Jean-Baptiste Colbert

Jean-Baptiste Colbert 1619-1683

Comptroller-General of Finances 1619-1683

Jean-Baptiste Colbert, Comptroller-General of Finances under Louis XIV, held almost all of the great offices of state over the course of his career. Considered an accomplished manager, he was responsible for developing trade, industry and the merchant navy, modernising Paris, and backing new advances in the sciences. Colbert was one of Louis XIV’s most trusted advisers and stayed in constant contact with the King.

Full name
Jean-Baptiste Colbert

Title
Comptroller-General of Finances

Life at Court
From 1619 to 1683
Reign of Louis XIV

His traces at Versailles
 

Scion of a family involved with international trade since the sixteenth century, son of a cloth merchant, Colbert entered the service of the state in 1640. A protégé of Mazarin, he was made a minister by Louis XIV in 1661. He went on to hold almost all of the great offices of state, with the exception of the Ministries of War and Foreign Affairs. As Comptroller-General of Finances, Secretary of State for the King’s Household, Secretary of State for the Merchant Navy and Superintendent of Royal Buildings, Arts and Manufactories, he met with the monarch five times a week and kept up a regular correspondence with him.

Anecdote

Colbert gave an unprecedented boost to the kingdom’s trade, expanding France’s international influence through the creation of commercial companies such as the East India Company in the 1660s and 1670s. It was under his leadership that the French trading outpost in Pondicherry, southeast India was established, and the colony of New France, later Quebec, was expanded.

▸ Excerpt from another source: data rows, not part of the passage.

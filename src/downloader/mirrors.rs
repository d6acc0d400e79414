//! Third-party mirror APIs that extract TikTok media server-side and return
//! a direct, non-watermarked link. Tried in priority order before falling
//! back to yt-dlp.

use std::path::{Path, PathBuf};
use std::time::{Duration, SystemTime, UNIX_EPOCH};

use serde::Deserialize;
use tokio::io::AsyncWriteExt;
use tracing::{info, warn};

use crate::downloader::ytdlp::sanitize_title;
use crate::failure::DownloadFailure;

pub const MIRROR_TIMEOUT: Duration = Duration::from_secs(20);
const DIRECT_DOWNLOAD_TIMEOUT: Duration = Duration::from_secs(30);

/// Response shapes differ between mirrors; two formats cover all of them.
#[derive(Debug, Clone, Copy, PartialEq, Eq)]
pub enum MirrorStyle {
    /// tikwm.com: `{"data": {"url": ..., "hdplay": ..., "title": ...}}`,
    /// takes an extra `hd=1` query parameter.
    Tikwm,
    /// douyin.wtf / dd01.ru: flat `{"url": ..., "nwm_url": ..., "title": ...}`.
    Plain,
}

#[derive(Debug, Clone)]
pub struct MirrorApi {
    pub endpoint: String,
    pub style: MirrorStyle,
}

/// Default mirror chain, in the order it is tried.
pub fn default_mirrors() -> Vec<MirrorApi> {
    vec![
        MirrorApi {
            endpoint: "https://tikwm.com/api".to_string(),
            style: MirrorStyle::Tikwm,
        },
        MirrorApi {
            endpoint: "https://api.douyin.wtf/api".to_string(),
            style: MirrorStyle::Plain,
        },
        MirrorApi {
            endpoint: "https://api.dd01.ru/api/tiktok".to_string(),
            style: MirrorStyle::Plain,
        },
    ]
}

/// Direct media link plus the title reported by the mirror.
#[derive(Debug, Clone, PartialEq, Eq)]
pub struct ResolvedMedia {
    pub url: String,
    pub title: String,
}

#[derive(Debug, Deserialize)]
struct TikwmResponse {
    #[serde(default)]
    data: Option<TikwmData>,
}

#[derive(Debug, Deserialize)]
struct TikwmData {
    url: Option<String>,
    hdplay: Option<String>,
    title: Option<String>,
}

#[derive(Debug, Deserialize)]
struct PlainResponse {
    url: Option<String>,
    nwm_url: Option<String>,
    title: Option<String>,
}

/// Asks one mirror to resolve a video URL to a direct link. Any failure
/// (HTTP error, timeout, missing link) returns None so the next mirror in
/// the chain gets a chance.
pub async fn resolve(
    http: &reqwest::Client,
    mirror: &MirrorApi,
    video_url: &str,
) -> Option<ResolvedMedia> {
    let request = match mirror.style {
        MirrorStyle::Tikwm => http
            .get(&mirror.endpoint)
            .query(&[("url", video_url), ("hd", "1")]),
        MirrorStyle::Plain => http.get(&mirror.endpoint).query(&[("url", video_url)]),
    };

    let response = match request.timeout(MIRROR_TIMEOUT).send().await {
        Ok(response) if response.status().is_success() => response,
        Ok(response) => {
            warn!("Mirror {} answered {}", mirror.endpoint, response.status());
            return None;
        }
        Err(error) => {
            warn!("Mirror {} failed: {error}", mirror.endpoint);
            return None;
        }
    };

    match mirror.style {
        MirrorStyle::Tikwm => {
            let parsed: TikwmResponse = match response.json().await {
                Ok(parsed) => parsed,
                Err(error) => {
                    warn!("Mirror {} returned bad JSON: {error}", mirror.endpoint);
                    return None;
                }
            };
            let data = parsed.data?;
            let url = data.hdplay.or(data.url)?;
            Some(ResolvedMedia {
                url,
                title: data.title.unwrap_or_else(|| "tiktok_video".to_string()),
            })
        }
        MirrorStyle::Plain => {
            let parsed: PlainResponse = match response.json().await {
                Ok(parsed) => parsed,
                Err(error) => {
                    warn!("Mirror {} returned bad JSON: {error}", mirror.endpoint);
                    return None;
                }
            };
            let url = parsed.url.or(parsed.nwm_url)?;
            Some(ResolvedMedia {
                url,
                title: parsed.title.unwrap_or_else(|| "tiktok_video".to_string()),
            })
        }
    }
}

/// Streams a direct media link into the shared temp directory, aborting as
/// soon as the byte count passes the size ceiling. Partial files are removed
/// on any failure.
pub async fn fetch_direct(
    http: &reqwest::Client,
    media: &ResolvedMedia,
    temp_dir: &Path,
    max_file_size: u64,
) -> Result<(PathBuf, String), DownloadFailure> {
    let safe_title = sanitize_title(&media.title);
    let stamp = SystemTime::now()
        .duration_since(UNIX_EPOCH)
        .map(|d| d.as_secs())
        .unwrap_or(0);
    let destination = temp_dir.join(format!("{safe_title}_{stamp}.mp4"));

    let result = stream_to_file(http, &media.url, &destination, max_file_size).await;
    if let Err(failure) = result {
        let _ = tokio::fs::remove_file(&destination).await;
        return Err(failure);
    }

    let size = tokio::fs::metadata(&destination)
        .await
        .map(|metadata| metadata.len())
        .unwrap_or(0);
    if size > max_file_size {
        let _ = tokio::fs::remove_file(&destination).await;
        return Err(DownloadFailure::FileTooLarge);
    }

    info!("Direct download complete: {} ({size} bytes)", destination.display());
    Ok((destination, safe_title))
}

async fn stream_to_file(
    http: &reqwest::Client,
    url: &str,
    destination: &Path,
    max_file_size: u64,
) -> Result<(), DownloadFailure> {
    let mut response = http
        .get(url)
        .timeout(DIRECT_DOWNLOAD_TIMEOUT)
        .send()
        .await
        .and_then(|response| response.error_for_status())
        .map_err(|error| {
            warn!("Direct download failed: {error}");
            DownloadFailure::DownloadFailed
        })?;

    let mut file = tokio::fs::File::create(destination).await.map_err(|error| {
        warn!("Could not create {}: {error}", destination.display());
        DownloadFailure::DownloadFailed
    })?;

    let mut written: u64 = 0;
    while let Some(chunk) = response.chunk().await.map_err(|error| {
        warn!("Direct download stream broke: {error}");
        DownloadFailure::DownloadFailed
    })? {
        written += chunk.len() as u64;
        if written > max_file_size {
            warn!("Direct download passed the size ceiling mid-stream; aborting");
            return Err(DownloadFailure::FileTooLarge);
        }
        file.write_all(&chunk).await.map_err(|error| {
            warn!("Could not write {}: {error}", destination.display());
            DownloadFailure::DownloadFailed
        })?;
    }

    file.flush().await.map_err(|error| {
        warn!("Could not flush {}: {error}", destination.display());
        DownloadFailure::DownloadFailed
    })
}

#[cfg(test)]
mod tests {
    use super::*;

    #[test]
    fn mirror_chain_order_is_stable() {
        let mirrors = default_mirrors();
        assert_eq!(mirrors.len(), 3);
        assert_eq!(mirrors[0].endpoint, "https://tikwm.com/api");
        assert_eq!(mirrors[0].style, MirrorStyle::Tikwm);
        assert_eq!(mirrors[1].endpoint, "https://api.douyin.wtf/api");
        assert_eq!(mirrors[2].endpoint, "https://api.dd01.ru/api/tiktok");
    }

    #[tokio::test]
    async fn tikwm_mirror_prefers_hd_link() {
        let mut server = mockito::Server::new_async().await;
        let mock = server
            .mock("GET", "/api")
            .match_query(mockito::Matcher::AllOf(vec![
                mockito::Matcher::UrlEncoded("url".into(), "https://vm.tiktok.com/x".into()),
                mockito::Matcher::UrlEncoded("hd".into(), "1".into()),
            ]))
            .with_status(200)
            .with_header("content-type", "application/json")
            .with_body(
                r#"{"data": {"url": "https://cdn/sd.mp4", "hdplay": "https://cdn/hd.mp4", "title": "Dance"}}"#,
            )
            .create_async()
            .await;

        let mirror = MirrorApi {
            endpoint: format!("{}/api", server.url()),
            style: MirrorStyle::Tikwm,
        };
        let resolved = resolve(&reqwest::Client::new(), &mirror, "https://vm.tiktok.com/x")
            .await
            .unwrap();
        assert_eq!(resolved.url, "https://cdn/hd.mp4");
        assert_eq!(resolved.title, "Dance");
        mock.assert_async().await;
    }

    #[tokio::test]
    async fn plain_mirror_falls_back_to_nwm_url() {
        let mut server = mockito::Server::new_async().await;
        server
            .mock("GET", "/api")
            .match_query(mockito::Matcher::UrlEncoded(
                "url".into(),
                "https://vm.tiktok.com/x".into(),
            ))
            .with_status(200)
            .with_header("content-type", "application/json")
            .with_body(r#"{"nwm_url": "https://cdn/clean.mp4"}"#)
            .create_async()
            .await;

        let mirror = MirrorApi {
            endpoint: format!("{}/api", server.url()),
            style: MirrorStyle::Plain,
        };
        let resolved = resolve(&reqwest::Client::new(), &mirror, "https://vm.tiktok.com/x")
            .await
            .unwrap();
        assert_eq!(resolved.url, "https://cdn/clean.mp4");
        assert_eq!(resolved.title, "tiktok_video");
    }

    #[tokio::test]
    async fn http_error_resolves_to_none() {
        let mut server = mockito::Server::new_async().await;
        server
            .mock("GET", mockito::Matcher::Any)
            .with_status(503)
            .create_async()
            .await;

        let mirror = MirrorApi {
            endpoint: format!("{}/api", server.url()),
            style: MirrorStyle::Plain,
        };
        assert!(
            resolve(&reqwest::Client::new(), &mirror, "https://vm.tiktok.com/x")
                .await
                .is_none()
        );
    }

    #[tokio::test]
    async fn missing_link_resolves_to_none() {
        let mut server = mockito::Server::new_async().await;
        server
            .mock("GET", mockito::Matcher::Any)
            .with_status(200)
            .with_header("content-type", "application/json")
            .with_body(r#"{"data": {"title": "no links here"}}"#)
            .create_async()
            .await;

        let mirror = MirrorApi {
            endpoint: format!("{}/api", server.url()),
            style: MirrorStyle::Tikwm,
        };
        assert!(
            resolve(&reqwest::Client::new(), &mirror, "https://vm.tiktok.com/x")
                .await
                .is_none()
        );
    }

    #[tokio::test]
    async fn fetch_direct_enforces_size_ceiling() {
        let mut server = mockito::Server::new_async().await;
        server
            .mock("GET", "/video.mp4")
            .with_status(200)
            .with_body(vec![0u8; 2048])
            .create_async()
            .await;

        let dir = std::env::temp_dir().join("mediabot_mirror_test_ceiling");
        let _ = std::fs::remove_dir_all(&dir);
        std::fs::create_dir_all(&dir).unwrap();

        let media = ResolvedMedia {
            url: format!("{}/video.mp4", server.url()),
            title: "big clip".to_string(),
        };
        let result = fetch_direct(&reqwest::Client::new(), &media, &dir, 1024).await;
        assert_eq!(result.unwrap_err(), DownloadFailure::FileTooLarge);
        // The oversized file must be gone.
        assert_eq!(std::fs::read_dir(&dir).unwrap().count(), 0);
        std::fs::remove_dir_all(&dir).unwrap();
    }

    #[tokio::test]
    async fn fetch_direct_writes_named_file() {
        let mut server = mockito::Server::new_async().await;
        server
            .mock("GET", "/video.mp4")
            .with_status(200)
            .with_body(b"tiny".to_vec())
            .create_async()
            .await;

        let dir = std::env::temp_dir().join("mediabot_mirror_test_ok");
        let _ = std::fs::remove_dir_all(&dir);
        std::fs::create_dir_all(&dir).unwrap();

        let media = ResolvedMedia {
            url: format!("{}/video.mp4", server.url()),
            title: "Dance / Clip".to_string(),
        };
        let (path, title) = fetch_direct(&reqwest::Client::new(), &media, &dir, 1024)
            .await
            .unwrap();
        assert!(path.exists());
        assert_eq!(title, "Dance  Clip");
        assert_eq!(std::fs::read(&path).unwrap(), b"tiny");
        std::fs::remove_dir_all(&dir).unwrap();
    }
}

He also commissioned extensive building work in Paris and established various squares as well as the Tuileries Gardens. A keen patron of the sciences, Colbert was the driving force behind the foundation of the Académie des Sciences in 1666 and the Observatoire de Paris the following year.

Although he lost some of his influence towards the end of his career, Colbert never fell into disgrace. He was one of the very few men upon whom Louis XIV could always rely. He died in 1683 and was buried in the Eglise Saint-Eustache. He lent his name to Colbertism, an economic theory that encourages state intervention and protectionism.